------ Data shown ------

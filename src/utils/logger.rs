use tracing_subscriber::{layer::SubscriberExt, util::SubscriberInitExt, EnvFilter};

pub fn init_cli_logger(verbose: bool) {
    let filter = if verbose {
        EnvFilter::try_from_default_env()
            .unwrap_or_else(|_| EnvFilter::new("small_di=debug,info"))
    } else {
        EnvFilter::try_from_default_env().unwrap_or_else(|_| EnvFilter::new("small_di=info"))
    };

    tracing_subscriber::registry()
        .with(filter)
        .with(
            tracing_subscriber::fmt::layer()
                .with_target(false)
                .with_thread_ids(false)
                .with_file(false)
                .with_line_number(false)
                .compact(),
        )
        .init();
}

pub fn init_json_logger() {
    let filter =
        EnvFilter::try_from_default_env().unwrap_or_else(|_| EnvFilter::new("small_di=info"));

    tracing_subscriber::registry()
        .with(filter)
        .with(
            tracing_subscriber::fmt::layer()
                .with_target(true)
                .with_thread_ids(false)
                .with_file(false)
                .with_line_number(false)
                .json(), // 機器可讀輸出
        )
        .init();
}
use crate::config::toml_config::ResolverConfig;
use crate::core::dependent::{Dependent, ParseContext, ParseOptions};
use crate::core::params::ParamRegistry;
use crate::core::signature::Callable;
use crate::utils::error::Result;

/// Parses callables into [`Dependent`] graphs with a fixed registry and options.
#[derive(Debug)]
pub struct Resolver {
    registry: ParamRegistry,
    options: ParseOptions,
}

impl Resolver {
    pub fn new(registry: ParamRegistry, options: ParseOptions) -> Self {
        Self { registry, options }
    }

    pub fn from_config(config: &ResolverConfig) -> Self {
        Self::new(config.registry(), config.parse_options())
    }

    pub fn registry(&self) -> &ParamRegistry {
        &self.registry
    }

    pub fn options(&self) -> &ParseOptions {
        &self.options
    }

    pub fn parse(&self, call: &Callable) -> Result<Dependent> {
        let mut ctx = ParseContext::new(&self.registry, &self.options);
        let dependent = ctx.parse(call)?;
        tracing::debug!(
            "Parsed {} with fields {:?}",
            call.name(),
            dependent.field_names()
        );
        Ok(dependent)
    }
}

impl Default for Resolver {
    fn default() -> Self {
        Self::new(ParamRegistry::standard(), ParseOptions::default())
    }
}

/// 以標準設定建立依賴圖
pub fn parse(call: &Callable) -> Result<Dependent> {
    Resolver::default().parse(call)
}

------

** What needs to be done **
Please write out all of the records above, character for character.

** Expected answer **
filename src/utils/logger.rs
use tracing_subscriber::{layer::SubscriberExt, util::SubscriberInitExt, EnvFilter};

pub fn init_cli_logger(verbose: bool) {
    let filter = if verbose {
        EnvFilter::try_from_default_env()
            .unwrap_or_else(|_| EnvFilter::new("small_di=debug,info"))
    } else {
        EnvFilter::try_from_default_env().unwrap_or_else(|_| EnvFilter::new("small_di=info"))
    };

    tracing_subscriber::registry()
        .with(filter)
        .with(
            tracing_subscriber::fmt::layer()
                .with_target(false)
                .with_thread_ids(false)
                .with_file(false)
                .with_line_number(false)
                .compact(),
        )
        .init();
}

pub fn init_json_logger() {
    let filter =
        EnvFilter::try_from_default_env().unwrap_or_else(|_| EnvFilter::new("small_di=info"));

    tracing_subscriber::registry()
        .with(filter)
        .with(
            tracing_subscriber::fmt::layer()
                .with_target(true)
                .with_thread_ids(false)
                .with_file(false)
                .with_line_number(false)
                .json(), // 機器可讀輸出
        )
        .init();
}
use crate::config::toml_config::ResolverConfig;
use crate::core::dependent::{Dependent, ParseContext, ParseOptions};
use crate::core::params::ParamRegistry;
use crate::core::signature::Callable;
use crate::utils::error::Result;

/// Parses callables into [`Dependent`] graphs with a fixed registry and options.
#[derive(Debug)]
pub struct Resolver {
    registry: ParamRegistry,
    options: ParseOptions,
}

impl Resolver {
    pub fn new(registry: ParamRegistry, options: ParseOptions) -> Self {
        Self { registry, options }
    }

    pub fn from_config(config: &ResolverConfig) -> Self {
        Self::new(config.registry(), config.parse_options())
    }

    pub fn registry(&self) -> &ParamRegistry {
        &self.registry
    }

    pub fn options(&self) -> &ParseOptions {
        &self.options
    }

    pub fn parse(&self, call: &Callable) -> Result<Dependent> {
        let mut ctx = ParseContext::new(&self.registry, &self.options);
        let dependent = ctx.parse(call)?;
        tracing::debug!(
            "Parsed {} with fields {:?}",
            call.name(),
            dependent.field_names()
        );
        Ok(dependent)
    }
}

impl Default for Resolver {
    fn default() -> Self {
        Self::new(ParamRegistry::standard(), ParseOptions::default())
    }
}

/// 以標準設定建立依賴圖
pub fn parse(call: &Callable) -> Result<Dependent> {
    Resolver::default().parse(call)
}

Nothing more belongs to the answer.